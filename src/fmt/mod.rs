//! Code formatting for expressions
//!
//! This module provides `Display` for the untyped [`Expression`](crate::ast::Expression)
//! and for typed trees, which print in the same notation with every
//! annotation present.

pub mod expression;
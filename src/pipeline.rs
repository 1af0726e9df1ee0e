//! End-to-end run of a program through both evaluation paths.
//!
//! ```text
//! Expression --type_check--> Type
//!            --typing------> SomeTypedExpr --interpret_erased--> HostValue
//!            --interpret---------------------------------------> Value
//! ```
//!
//! A program is only run once it type checks, and the two results must agree.

use std::fmt;

use log::debug;

use crate::ast::Expression;
use crate::interpreter::{Environment, EvalError, Value, interpret};
use crate::typed::{HostValue, RuntimeError, TypedEnvironment, interpret_erased, typing};
use crate::types::{Type, TypeEnvironment, TypeError, type_check};

/// What a successful run produced.
#[derive(Debug, Clone)]
pub struct Outcome {
    pub ty: Type,
    pub value: Value,
    pub typed_value: HostValue,
}

#[derive(Debug)]
pub enum PipelineError {
    Type(TypeError),
    Eval(EvalError),
    Runtime(RuntimeError),
    /// The typing producer returned a different descriptor than the checker
    TypingDiverged { checked: Type, produced: Type },
    /// The evaluators returned different values
    Disagreement { value: Value, typed_value: HostValue },
}

impl From<TypeError> for PipelineError {
    fn from(err: TypeError) -> Self {
        PipelineError::Type(err)
    }
}

impl From<EvalError> for PipelineError {
    fn from(err: EvalError) -> Self {
        PipelineError::Eval(err)
    }
}

impl From<RuntimeError> for PipelineError {
    fn from(err: RuntimeError) -> Self {
        PipelineError::Runtime(err)
    }
}

impl fmt::Display for PipelineError {
    fn fmt(&self, f: &mut fmt::Formatter) -> fmt::Result {
        match self {
            PipelineError::Type(err) => write!(f, "{}", err),
            PipelineError::Eval(err) => write!(f, "{}", err),
            PipelineError::Runtime(err) => write!(f, "{}", err),
            PipelineError::TypingDiverged { checked, produced } => write!(
                f,
                "typing produced {} but the checker computed {}",
                produced, checked
            ),
            PipelineError::Disagreement { value, typed_value } => write!(
                f,
                "interpreters disagree: untyped {}, typed {}",
                value, typed_value
            ),
        }
    }
}

impl std::error::Error for PipelineError {
    fn source(&self) -> Option<&(dyn std::error::Error + 'static)> {
        match self {
            PipelineError::Type(err) => Some(err),
            PipelineError::Eval(err) => Some(err),
            PipelineError::Runtime(err) => Some(err),
            _ => None,
        }
    }
}

/// Check, then run `expr` through both interpreters in empty environments.
pub fn run(expr: &Expression) -> Result<Outcome, PipelineError> {
    let ty = type_check(expr, &TypeEnvironment::empty())?;
    debug!("program has type {}", ty);

    let (typed, produced) = typing(expr, &TypeEnvironment::empty())?;
    if produced != ty {
        return Err(PipelineError::TypingDiverged {
            checked: ty,
            produced,
        });
    }

    let typed_value = interpret_erased(&typed, &TypedEnvironment::empty())?;
    let value = interpret(expr, &Environment::empty())?;
    if !typed_value.agrees_with(&value) {
        return Err(PipelineError::Disagreement { value, typed_value });
    }

    Ok(Outcome {
        ty,
        value,
        typed_value,
    })
}
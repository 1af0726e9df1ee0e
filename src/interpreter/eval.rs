//! Evaluator for the untyped AST
//!
//! Eager, innermost-first: operands are evaluated before the node that uses
//! them, except for the branches of a conditional, of which exactly one runs.

use log::trace;

use crate::ast::Expression;
use crate::stack;

use super::Environment;
use super::error::EvalError;
use super::value::Value;

impl Expression {
    pub fn eval(&self, env: &Environment) -> Result<Value, EvalError> {
        stack::grow(|| self.eval_node(env))
    }

    fn eval_node(&self, env: &Environment) -> Result<Value, EvalError> {
        match self {
            Expression::NumberLiteral(n) => Ok(Value::Number(*n)),

            Expression::BooleanLiteral(b) => Ok(Value::Boolean(*b)),

            Expression::Add(left, right) => {
                let left = expect_number(left.eval(env)?, self)?;
                let right = expect_number(right.eval(env)?, self)?;
                Ok(Value::Number(left.wrapping_add(right)))
            }

            Expression::GreaterThan(left, right) => {
                let left = expect_number(left.eval(env)?, self)?;
                let right = expect_number(right.eval(env)?, self)?;
                Ok(Value::Boolean(left > right))
            }

            Expression::Conditional {
                predicate,
                on_true,
                on_false,
            } => match predicate.eval(env)? {
                Value::Boolean(true) => on_true.eval(env),
                Value::Boolean(false) => on_false.eval(env),
                other => Err(EvalError::type_mismatch("boolean", other, self.kind())),
            },

            Expression::Binding { name, value, body } => {
                // The value is evaluated outside its own binding
                let value = value.eval(env)?;
                body.eval(&env.bind(name.clone(), value))
            }

            Expression::RecursiveBinding {
                name, value, body, ..
            } => {
                let rec_env = env.bind_pending(name.clone());
                let value = value.eval(&rec_env)?;
                if !value.is_closure() {
                    return Err(EvalError::type_mismatch("function", value, self.kind()));
                }
                trace!("fixing up recursive binding {}", name);
                rec_env.set(name, value);
                body.eval(&rec_env)
            }

            Expression::Reference(name) => env
                .lookup(name)
                .ok_or_else(|| EvalError::unbound_variable(name.clone())),

            Expression::FunctionLiteral {
                parameter, body, ..
            } => Ok(Value::Closure {
                parameter: parameter.clone(),
                body: body.clone(),
                env: env.clone(),
            }),

            Expression::Apply { function, argument } => {
                let function = function.eval(env)?;
                let argument = argument.eval(env)?;
                function.apply(argument, self.kind())
            }
        }
    }
}

impl Value {
    /// Call a closure: the argument is bound inside the closure's own
    /// environment, never the caller's.
    pub fn apply(self, argument: Value, context: &'static str) -> Result<Value, EvalError> {
        match self {
            Value::Closure {
                parameter,
                body,
                env,
            } => {
                trace!("applying \\{} to {}", parameter, argument);
                body.eval(&env.bind(parameter, argument))
            }
            other => Err(EvalError::not_a_function(other, context)),
        }
    }
}

fn expect_number(value: Value, node: &Expression) -> Result<i64, EvalError> {
    match value {
        Value::Number(n) => Ok(n),
        other => Err(EvalError::type_mismatch("number", other, node.kind())),
    }
}

#[cfg(test)]
mod tests {
    use super::*;

    #[test]
    fn test_add_wraps_on_overflow() {
        let expr = Expression::add(Expression::number(i64::MAX), Expression::number(1));
        let result = expr.eval(&Environment::empty()).unwrap();
        assert_eq!(result, Value::Number(i64::MIN));
    }

    #[test]
    fn test_recursive_binding_requires_function() {
        let expr = Expression::untyped_recursive_binding(
            "x",
            Expression::number(1),
            Expression::reference("x"),
        );
        let result = expr.eval(&Environment::empty());
        assert!(matches!(
            result,
            Err(EvalError::TypeMismatch {
                expected: "function",
                ..
            })
        ));
    }

    #[test]
    fn test_recursive_value_cannot_read_itself() {
        let expr = Expression::untyped_recursive_binding(
            "x",
            Expression::reference("x"),
            Expression::reference("x"),
        );
        let result = expr.eval(&Environment::empty());
        assert!(matches!(result, Err(EvalError::UnboundVariable { name }) if name == "x"));
    }

    #[test]
    fn test_apply_non_function() {
        let expr = Expression::apply(Expression::number(1), Expression::number(2));
        let result = expr.eval(&Environment::empty());
        assert!(matches!(result, Err(EvalError::NotAFunction { .. })));
    }
}
use std::fmt;

use super::Value;

/// Error raised while interpreting an untyped [`crate::ast::Expression`].
///
/// A well-typed program run in an environment consistent with its type
/// environment never produces `TypeMismatch` or `NotAFunction`.
#[derive(Debug, Clone, PartialEq)]
pub enum EvalError {
    /// Reference to a name that is not bound, or a recursive binding used
    /// before its value exists.
    UnboundVariable { name: String },

    /// An operand evaluated to the wrong kind of value.
    TypeMismatch {
        /// Kind of value that was required (`"number"`, `"boolean"`, ...)
        expected: &'static str,
        /// The value that was actually produced
        found: Value,
        /// Node kind that required the operand
        context: &'static str,
    },

    /// The function position of an application is not a closure.
    NotAFunction { found: Value, context: &'static str },
}

impl EvalError {
    pub fn unbound_variable(name: impl Into<String>) -> Self {
        EvalError::UnboundVariable { name: name.into() }
    }

    pub fn type_mismatch(expected: &'static str, found: Value, context: &'static str) -> Self {
        EvalError::TypeMismatch {
            expected,
            found,
            context,
        }
    }

    pub fn not_a_function(found: Value, context: &'static str) -> Self {
        EvalError::NotAFunction { found, context }
    }
}

impl fmt::Display for EvalError {
    fn fmt(&self, f: &mut fmt::Formatter) -> fmt::Result {
        match self {
            EvalError::UnboundVariable { name } => {
                write!(f, "Runtime error: unbound variable: {}", name)
            }
            EvalError::TypeMismatch {
                expected,
                found,
                context,
            } => write!(
                f,
                "Runtime error: type mismatch in {}: expected {}, found {} {}",
                context,
                expected,
                found.kind(),
                found
            ),
            EvalError::NotAFunction { found, context } => write!(
                f,
                "Runtime error: cannot call non-function value in {}: {}",
                context, found
            ),
        }
    }
}

impl std::error::Error for EvalError {}
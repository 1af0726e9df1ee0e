//! # Type Error Definitions
//!
//! This module defines error types for the type checking phase.
//! Errors can occur during checking when:
//!
//! - A variable is used but not defined (`UnboundVariable`)
//! - Two types that must be equal are not (`TypeMismatch`)
//! - A non-function is applied, or annotated as a recursive function (`NotAFunction`)
//! - A function or recursive binding lacks its type annotation (`MissingAnnotation`)
//!
//! Checking stops at the first error; there are no partial results.
//!
//! ## Related Modules
//!
//! - [`crate::types::check`] - The type checker producing these errors
//! - [`crate::typed`] - The typing producer and witness casts, which reuse them

use std::fmt;

use super::ty::Type;

/// Type error encountered during type checking.
///
/// # Example Error Messages
///
/// ```text
/// Type error: unbound variable: x
/// Type error: type mismatch in addition: expected Num, found Bool
/// Type error: expected a function type, found Num in application
/// Type error: missing type annotation for x in function literal
/// ```
#[derive(Debug, Clone, PartialEq, Eq)]
pub enum TypeError {
    /// Reference to an undefined variable.
    UnboundVariable {
        /// The undefined variable name
        name: String,
    },

    /// Two descriptors that are required to be equal are not.
    TypeMismatch {
        /// The type that was expected
        expected: Type,
        /// The type that was actually found
        found: Type,
        /// Node kind where the mismatch occurred
        context: String,
    },

    /// A function type was required.
    NotAFunction {
        /// The non-function type
        found: Type,
        /// Node kind that required a function
        context: String,
    },

    /// A parameter or recursive binding has no type annotation.
    MissingAnnotation {
        /// The unannotated name
        name: String,
        /// Node kind carrying the name
        context: String,
    },
}

impl TypeError {
    pub fn unbound_variable(name: impl Into<String>) -> Self {
        TypeError::UnboundVariable { name: name.into() }
    }

    pub fn type_mismatch(expected: Type, found: Type) -> Self {
        TypeError::TypeMismatch {
            expected,
            found,
            context: String::new(),
        }
    }

    pub fn not_a_function(found: Type) -> Self {
        TypeError::NotAFunction {
            found,
            context: String::new(),
        }
    }

    pub fn missing_annotation(name: impl Into<String>) -> Self {
        TypeError::MissingAnnotation {
            name: name.into(),
            context: String::new(),
        }
    }

    /// Attach the node kind where the error occurred, unless one is already set.
    ///
    /// Errors bubble up through every enclosing node; the innermost context is
    /// the useful one.
    pub fn with_context(mut self, context: impl Into<String>) -> Self {
        match &mut self {
            TypeError::TypeMismatch { context: ctx, .. }
            | TypeError::NotAFunction { context: ctx, .. }
            | TypeError::MissingAnnotation { context: ctx, .. } => {
                if ctx.is_empty() {
                    *ctx = context.into();
                }
            }
            TypeError::UnboundVariable { .. } => {}
        }
        self
    }
}

impl fmt::Display for TypeError {
    fn fmt(&self, f: &mut fmt::Formatter) -> fmt::Result {
        match self {
            TypeError::UnboundVariable { name } => {
                write!(f, "Type error: unbound variable: {}", name)
            }
            TypeError::TypeMismatch {
                expected,
                found,
                context,
            } => {
                write!(f, "Type error: type mismatch")?;
                if !context.is_empty() {
                    write!(f, " in {}", context)?;
                }
                write!(
                    f,
                    ": expected {}, found {}",
                    expected.pretty(),
                    found.pretty()
                )
            }
            TypeError::NotAFunction { found, context } => {
                write!(f, "Type error: expected a function type, found {}", found)?;
                if !context.is_empty() {
                    write!(f, " in {}", context)?;
                }
                Ok(())
            }
            TypeError::MissingAnnotation { name, context } => {
                write!(f, "Type error: missing type annotation for {}", name)?;
                if !context.is_empty() {
                    write!(f, " in {}", context)?;
                }
                Ok(())
            }
        }
    }
}

impl std::error::Error for TypeError {}

#[cfg(test)]
mod tests {
    use super::*;

    #[test]
    fn test_display_mismatch_with_context() {
        let err = TypeError::type_mismatch(Type::Num, Type::Bool).with_context("addition");
        assert_eq!(
            err.to_string(),
            "Type error: type mismatch in addition: expected Num, found Bool"
        );
    }

    #[test]
    fn test_innermost_context_wins() {
        let err = TypeError::not_a_function(Type::Num)
            .with_context("application")
            .with_context("binding");
        assert_eq!(
            err,
            TypeError::NotAFunction {
                found: Type::Num,
                context: "application".to_string()
            }
        );
    }

    #[test]
    fn test_display_unbound() {
        let err = TypeError::unbound_variable("x").with_context("reference");
        assert_eq!(err.to_string(), "Type error: unbound variable: x");
    }
}
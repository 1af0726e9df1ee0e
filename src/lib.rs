//! # pl - A Small Expression Language with Two Evaluators
//!
//! `pl` is a toy functional language: numbers, booleans, addition, comparison,
//! conditionals, `let`, `let rec` and unary first-class functions. There is no
//! parser; programs are built as trees with the [`ast::Expression`] builders.
//!
//! ## Architecture Overview
//!
//! 1. **AST** (`ast`) - The untyped expression tree
//! 2. **Environments** (`env`) - Persistent name-to-value maps shared by every phase
//! 3. **Interpreter** (`interpreter`) - Untyped eager evaluator with closures
//! 4. **Type Checking** (`types`) - Monomorphic checker over annotated trees
//! 5. **Typed Trees** (`typed`) - Type-indexed trees, witnesses, and a typed evaluator
//!
//! ## Pipeline Flow
//!
//! ```text
//! Expression
//!     ├─[interpreter::interpret]──────────────────────────────→ Value
//!     ├─[types::type_check]──→ Type
//!     └─[typed::typing]──→ SomeTypedExpr ─[typed::interpret_erased]─→ HostValue
//! ```
//!
//! The untyped path runs any tree and fails at runtime on misuse. The typed
//! path refuses ill-typed trees up front; the only runtime failures left are
//! those caused by an environment that disagrees with the static types.
//!
//! ## Key Design Decisions
//!
//! ### Static Scoping
//! A function literal evaluates to a closure over the environment at its
//! definition. Application binds the argument in that captured environment,
//! never in the caller's.
//!
//! ### Recursion Without Nulls
//! `let rec` allocates a pending cell, evaluates the function in an
//! environment containing it, then fills the cell once. Reading the cell
//! before it is filled is an unbound-variable error.
//!
//! ### No Inference
//! Function parameters and recursive bindings carry type annotations; the
//! checker computes every other type bottom-up.
//!
//! ## Module Structure
//!
//! - [`ast`] - Expression tree and builders
//! - [`env`] - Persistent environments
//! - [`interpreter`] - Untyped evaluation
//! - [`types`] - Type descriptors and the checker
//! - [`typed`] - Typed trees and typed evaluation
//! - [`fmt`] - Pretty-printing
//! - [`samples`] - Bundled example programs
//! - [`pipeline`] - Check and run a program through both evaluators
//!
//! ## Example Program
//!
//! ```text
//! let rec sum : Num -> Num -> Num =
//!   \lower : Num => \upper : Num =>
//!     if lower > upper then 0 else lower + sum(lower + 1)(upper) end
//! in sum(1)(10)
//! ```
//!
//! Built by [`samples::range_sum`]; both evaluators produce `55`.

pub mod ast;
pub mod env;
pub mod fmt;
pub mod interpreter;
pub mod pipeline;
pub mod samples;
mod stack;
pub mod typed;
pub mod types;
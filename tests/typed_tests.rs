use std::rc::Rc;

use pl::ast::Expression;
use pl::samples;
use pl::typed::{
    Bool, Fun, HostFn, HostFunction, HostValue, Num, RuntimeError, SomeTypedExpr,
    TypedEnvironment, TypedExpr, Witnessed, interpret_erased, interpret_typed, typing,
};
use pl::types::{Type, TypeEnvironment, TypeError};

fn make_env() -> TypedEnvironment {
    TypedEnvironment::empty()
}

fn produce(expr: &Expression) -> SomeTypedExpr {
    let (typed, _) = typing(expr, &TypeEnvironment::empty()).unwrap();
    typed
}

#[test]
fn typed_range_sum_from_producer() {
    let typed = produce(&samples::range_sum()).cast::<Num>().unwrap();
    assert_eq!(interpret_typed(&typed, &make_env()), Ok(55));
}

#[test]
fn typed_deep_recursion() {
    let program = samples::range_sum_to(10_000);
    let typed = produce(&program);
    assert_eq!(
        interpret_erased(&typed, &make_env()),
        Ok(HostValue::Number(50_005_000))
    );

    let typed = typed.cast::<Num>().unwrap();
    assert_eq!(interpret_typed(&typed, &make_env()), Ok(50_005_000));
}

#[test]
fn typed_range_sum_built_by_hand() {
    let lower = || TypedExpr::<Num>::reference("lower");
    let upper = || TypedExpr::<Num>::reference("upper");
    let sum = || TypedExpr::<Fun<Num, Fun<Num, Num>>>::reference("sum");

    let recurse = TypedExpr::apply(
        TypedExpr::apply(sum(), TypedExpr::add(lower(), TypedExpr::number(1))),
        upper(),
    );
    let body = TypedExpr::conditional(
        TypedExpr::greater_than(lower(), upper()),
        TypedExpr::number(0),
        TypedExpr::add(lower(), recurse),
    );
    let function: TypedExpr<Fun<Num, Fun<Num, Num>>> =
        TypedExpr::function("lower", TypedExpr::function("upper", body));
    let program: TypedExpr<Num> = TypedExpr::recursive_binding(
        "sum",
        function,
        TypedExpr::apply(
            TypedExpr::apply(sum(), TypedExpr::number(1)),
            TypedExpr::number(10),
        ),
    );

    assert_eq!(interpret_typed(&program, &make_env()), Ok(55));
    assert_eq!(program.to_expression(), samples::range_sum());
}

#[test]
fn typed_static_scoping_and_closures() {
    let scoping = produce(&samples::static_scoping());
    assert_eq!(interpret_erased(&scoping, &make_env()), Ok(HostValue::Number(3)));

    let capture = produce(&samples::closure_capture());
    assert_eq!(interpret_erased(&capture, &make_env()), Ok(HostValue::Number(4)));

    let twice = produce(&samples::higher_order());
    assert_eq!(interpret_erased(&twice, &make_env()), Ok(HostValue::Number(16)));
}

#[test]
fn typed_function_result_is_host_closure() {
    let expr = Expression::function(
        "x",
        Type::Num,
        Expression::add(Expression::reference("x"), Expression::number(1)),
    );
    let inc = produce(&expr).cast::<Fun<Num, Num>>().unwrap();
    let host = interpret_typed(&inc, &make_env()).unwrap();
    assert_eq!(host(1), Ok(2));
    assert_eq!(host(-5), Ok(-4));
}

#[test]
fn typed_calls_host_function_from_environment() {
    let double: HostFn<i64, i64> = Rc::new(|n| Ok(n * 2));
    let env = make_env()
        .bind_host::<Fun<Num, Num>>("double", double)
        .bind_host::<Num>("seed", 21);

    let expr = Expression::apply(Expression::reference("double"), Expression::reference("seed"));
    let (typed, ty) = typing(&expr, &env.type_environment()).unwrap();

    assert_eq!(ty, Type::Num);
    assert_eq!(interpret_erased(&typed, &env), Ok(HostValue::Number(42)));
}

#[test]
fn typed_host_function_result_checked_against_its_type() {
    let num_to_num = Type::function(Type::Num, Type::Num);
    let broken = HostFunction::new(num_to_num.clone(), |_| Ok(HostValue::Boolean(true)));
    let env = make_env().bind("f", Witnessed::new(HostValue::Function(broken), num_to_num));

    let expr = Expression::apply(Expression::reference("f"), Expression::number(1));
    let (typed, ty) = typing(&expr, &env.type_environment()).unwrap();
    assert_eq!(ty, Type::Num);

    let expected = Err(RuntimeError::WitnessMismatch {
        expected: Type::Num,
        found: Type::Bool,
        context: "application".to_string(),
    });
    assert_eq!(interpret_erased(&typed, &env), expected);

    let typed = typed.cast::<Num>().unwrap();
    assert_eq!(interpret_typed(&typed, &env), expected.map(|_| 0));
}

#[test]
fn typed_cast_to_wrong_index() {
    let some = produce(&Expression::number(1));
    assert_eq!(
        some.cast::<Bool>().unwrap_err(),
        TypeError::type_mismatch(Type::Bool, Type::Num)
    );
}

#[test]
fn typed_hand_built_reference_mismatch() {
    let env = make_env().bind_host::<Num>("x", 1);
    let expr: TypedExpr<Bool> = TypedExpr::conditional(
        TypedExpr::reference("x"),
        TypedExpr::boolean(true),
        TypedExpr::boolean(false),
    );

    let result = interpret_typed(&expr, &env);
    assert_eq!(
        result,
        Err(RuntimeError::WitnessMismatch {
            expected: Type::Bool,
            found: Type::Num,
            context: "reference to x".to_string(),
        })
    );
}

#[test]
fn typed_environment_inconsistent_with_types() {
    let env = make_env().bind_host::<Bool>("flag", true);
    let expr = Expression::add(Expression::reference("flag"), Expression::number(1));

    // Checked against a type environment that lies about `flag`
    let types = TypeEnvironment::empty().bind("flag", Type::Num);
    let (typed, _) = typing(&expr, &types).unwrap();

    assert!(matches!(
        interpret_erased(&typed, &env),
        Err(RuntimeError::WitnessMismatch { .. })
    ));
}

#[test]
fn typed_recursive_value_reading_itself() {
    let expr = Expression::recursive_binding(
        "f",
        Type::function(Type::Num, Type::Num),
        Expression::reference("f"),
        Expression::number(0),
    );
    let typed = produce(&expr);
    assert_eq!(
        interpret_erased(&typed, &make_env()),
        Err(RuntimeError::unbound_variable("f"))
    );
}

#[test]
fn typed_untaken_branch_is_never_evaluated() {
    let env = make_env();
    // Reference claims Num but nothing is bound; the branch must not run
    let expr: TypedExpr<Num> = TypedExpr::conditional(
        TypedExpr::boolean(true),
        TypedExpr::number(1),
        TypedExpr::reference("undefined"),
    );
    assert_eq!(interpret_typed(&expr, &env), Ok(1));
}

#[test]
fn typing_rejects_what_checker_rejects() {
    let err = typing(&samples::ill_typed_addition(), &TypeEnvironment::empty()).unwrap_err();
    assert_eq!(
        err,
        TypeError::type_mismatch(Type::Num, Type::Bool).with_context("addition")
    );
}

#[test]
fn typed_display_matches_source() {
    let typed = produce(&samples::maximum());
    assert_eq!(typed.to_string(), samples::maximum().to_string());
}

----

PROBLEM TO SOLVE:
Give the number of lines in the listing that hold the string "phase", and supply nothing further.

YOUR RESPONSE:
2